The work of Mary Moynihan is titled ‘The Feeling Soul: Paradise Lost and Found’ and features photography and poetic texts and a poem film on love and courage and ‘the internal journey of a person experiencing loss and crisis and the possibility of finding a way through’. Amna Walayat’s work is a celebration and remembrance of womanhood and consists of ten pieces making up one artwork created under the title of ‘Fall’. Artist Hina Khan has created a body of work titled ‘Visible and Invisible’ reflecting on themes of visibility, invisibility, migration and a search for peace. Collectively all three artists are creating a profound body of work inspired by a celebration of the human spirit and a search for peace, equality and human rights.
The Old Barracks is a unique building perched on an elevated site close to the bridge over the River Fertha in Cahersiveen.
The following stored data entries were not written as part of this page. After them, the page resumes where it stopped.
//! CLI logic for the Runnel diagram tool.

mod args;
mod config;

pub use args::Args;

use std::fs;

use log::info;

use runnel::{DiagramBuilder, RunnelError};

/// Run the Runnel CLI application
///
/// This function processes the input document through the Runnel pipeline
/// and writes the resulting SVG to the output file.
///
/// # Arguments
///
/// * `args` - Command-line arguments
///
/// # Errors
///
/// Returns `RunnelError` for:
/// - File I/O errors
/// - Configuration loading errors
/// - Document parsing errors
/// - Rendering errors
pub fn run(args: &Args) -> Result<(), RunnelError> {
    info!(
        input_path = args.input,
        output_path = args.output;
        "Processing diagram"
    );

    // Load configuration
    let app_config = config::load_config(args.config.as_ref())?;

    // Read input file
    let source = fs::read_to_string(&args.input)?;

    // Process diagram using the DiagramBuilder API
    let builder = DiagramBuilder::new(app_config)?;
    let diagram = builder.load(&source)?;
    let svg = builder.render_svg(&diagram)?;

    // Write output file
    fs::write(&args.output, svg)?;

    info!(output_file = args.output; "SVG exported successfully");

    Ok(())
}
//! SVG document assembly.
//!
//! Composes the renderer's per-element groups into one SVG document:
//! marker definitions first, then shapes translated to their resolved
//! positions, then connections (drawn in absolute coordinates).

use log::info;
use svg::Document;
use svg::node::element::{Group, Rectangle};

use crate::document::Diagram;
use crate::draw::renderer::Renderer;

const DIAGRAM_MARGIN: f64 = 20.0;

/// Builds SVG documents from loaded diagrams.
#[derive(Debug)]
pub struct SvgExporter<'a> {
    renderer: &'a Renderer,
    background: Option<String>,
}

impl<'a> SvgExporter<'a> {
    pub fn new(renderer: &'a Renderer) -> Self {
        Self {
            renderer,
            background: None,
        }
    }

    /// Sets the document background color.
    pub fn with_background(mut self, color: impl Into<String>) -> Self {
        self.background = Some(color.into());
        self
    }

    /// Renders the whole diagram to an SVG string.
    pub fn export(&self, diagram: &Diagram) -> String {
        let (width, height) = content_extent(diagram);

        let mut document = Document::new()
            .set("width", width)
            .set("height", height)
            .set("viewBox", format!("0 0 {width} {height}"));

        if let Some(color) = &self.background {
            document = document.add(
                Rectangle::new()
                    .set("width", "100%")
                    .set("height", "100%")
                    .set("fill", color.to_string()),
            );
        }

        document = document.add(self.renderer.markers().definitions());

        let semantics = diagram.semantics();

        for shape in diagram.shapes() {
            let rendered = self.renderer.render_shape(semantics, shape.datum());
            let origin = shape.origin();
            document = document.add(
                Group::new()
                    .set(
                        "transform",
                        format!("translate({} {})", origin.x(), origin.y()),
                    )
                    .add(rendered),
            );
        }

        for connection in diagram.connections() {
            document = document.add(self.renderer.render_connection(semantics, connection));
        }

        info!(
            shapes = diagram.shapes().len(),
            connections = diagram.connections().len();
            "diagram exported"
        );

        document.to_string()
    }
}

/// The document extent: everything drawn, plus a margin.
fn content_extent(diagram: &Diagram) -> (f64, f64) {
    let mut max_x: f64 = 0.0;
    let mut max_y: f64 = 0.0;

    for shape in diagram.shapes() {
        let origin = shape.origin();
        let datum = shape.datum();
        max_x = max_x.max(origin.x() + datum.width);
        max_y = max_y.max(origin.y() + datum.height);
    }
    for connection in diagram.connections() {
        for point in &connection.waypoints {
            max_x = max_x.max(point.x());
            max_y = max_y.max(point.y());
        }
    }

    (max_x + DIAGRAM_MARGIN, max_y + DIAGRAM_MARGIN)
}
It is home to a permanent exhibition which recounts the building’s remarkable history and that of the local region, including an exhibition on Daniel O’Connell, who was born in Cahersiveen, and was known as ‘The Liberator’ for his role in ending discrimination against Catholics.
Page photo is Haunting by Mary Moynihan.
Artist Biographies:
Mary Moynihan, (she/her), MA, is an award-winning writer, director, theatre and film-maker, an interdisciplinary artist and one of Ireland’s most innovative arts and human rights artists creating work to promote the arts, human rights, climate justice, gender equality, diversity and peace.
Mary is Artistic Director of Smashing Times International Centre for the Arts and Equality and works collaboratively with artists and over 50 organisations across Ireland, Northern Ireland, Europe and internationally, using the arts to promote rights and values for all. Company patrons of Smashing Times are Sabina Coyne Higgins, Senator Joan Freeman, founder of Pieta House, Ger Ryan, actor and Tim Pat Coogan, writer and historian. Founding patrons were writers Maeve Binchy and Brian Friel.
Mary’s work has won a number of awards including the Allianz Business to Arts Awards, a GSK Ireland Impact Award, a Dublin Bus Community Spirit Award, a National Lottery Good Cause Award, the international #ArtsAgainstCovid award, an Arts Council Project Award and an Arts Council Agility Award.
Mary is Artistic Curator for the annual Dublin Arts and Human Rights festival implemented by Smashing Times and Front Line Defenders in partnership with Amnesty International, Fighting Words, ICCL, NWCI, Irish Modern Dance Theatre, Trócaire and Poetry Ireland, funded by The Arts Council. The aim of the festival is to showcase and highlight the extraordinary work of human rights defenders in Ireland and around the world, past and present, and the role of the arts and artists in promoting human rights today.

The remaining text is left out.